Journey to OSCON / Module releases
It's 4:30pm in Oregon, the jetlag is pretty bad, and I'm drinking yet another coffee to perk myself up. The thing is, I'm still in Australia, where it's stupid-o'clock in the morning. I figure getting the jetlag out of the way now and sleeping on the plane is going to be better than being awake during the plane and whacked in Portland.

At least, that's the plan.

I've spent all of today, and all of yesterday, and all the day before that working on slides. I'm giving 4.5 hours worth of presentations in tutorials and conference talks, and since my presentations tend to move fairly quickly, I have more than one thousand slides prepared. I'm still adding them, or at least I was until brain crashed.

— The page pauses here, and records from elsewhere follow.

use axum::Json;
use axum::extract::State;
use axum::http::StatusCode;
use serde::Serialize;

use crate::state::AppState;

#[derive(Serialize, utoipa::ToSchema)]
pub struct HealthResponse {
    /// `ok` when the database answers, `degraded` otherwise.
    #[schema(example = "ok")]
    pub status: &'static str,
    #[schema(example = "0.1.0")]
    pub version: &'static str,
    pub database: bool,
}

#[utoipa::path(
    get,
    path = "/",
    tag = "Health",
    operation_id = "health",
    summary = "Liveness and database check",
    responses(
        (status = 200, description = "Service healthy", body = HealthResponse),
        (status = 503, description = "Database unreachable", body = HealthResponse),
    ),
)]
pub async fn health(State(state): State<AppState>) -> (StatusCode, Json<HealthResponse>) {
    let database = state.db.ping().await.is_ok();
    let (code, status) = if database {
        (StatusCode::OK, "ok")
    } else {
        (StatusCode::SERVICE_UNAVAILABLE, "degraded")
    };
    (
        code,
        Json(HealthResponse {
            status,
            version: env!("CARGO_PKG_VERSION"),
            database,
        }),
    )
}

So, as a "reward" for having worked on so many slides, I'm writing code. At 2:30 in the morning. I've pushed out a new release of IPC::System::Simple. It now has capturex() and systemx(), which are variants of capture() and system() that never ever ever use the shell, even if you use one argument. Thanks to ikegami for encouraging me to implement this.

In order to make sure my Perl Security tutorial matches reality, there's also a new release of Proc::UID making its way to the CPAN. It's mainly a tidy-up of the old code, with better documentation, tests, and build system.

What I haven't got out yet is the stable release of autodie. Yes, I know it's what everyone's waiting for. Before I can release it, I want to walk through my TODO list and figure out what really needs doing, and what can be put off. Unfortunately my spell-point meter is dangerously low from the jet-lag, and casting "comprehend project" is rather challenging right now. Instead there's a good chance I'll be making a release while over the Atlantic, and pushing that to the CPAN once I touch-down.

For those hoping to meet me at OSCON, I'll be landing Saturday, but I won't be very sociable until Monday afternoon, after the stress of my tutorial is over.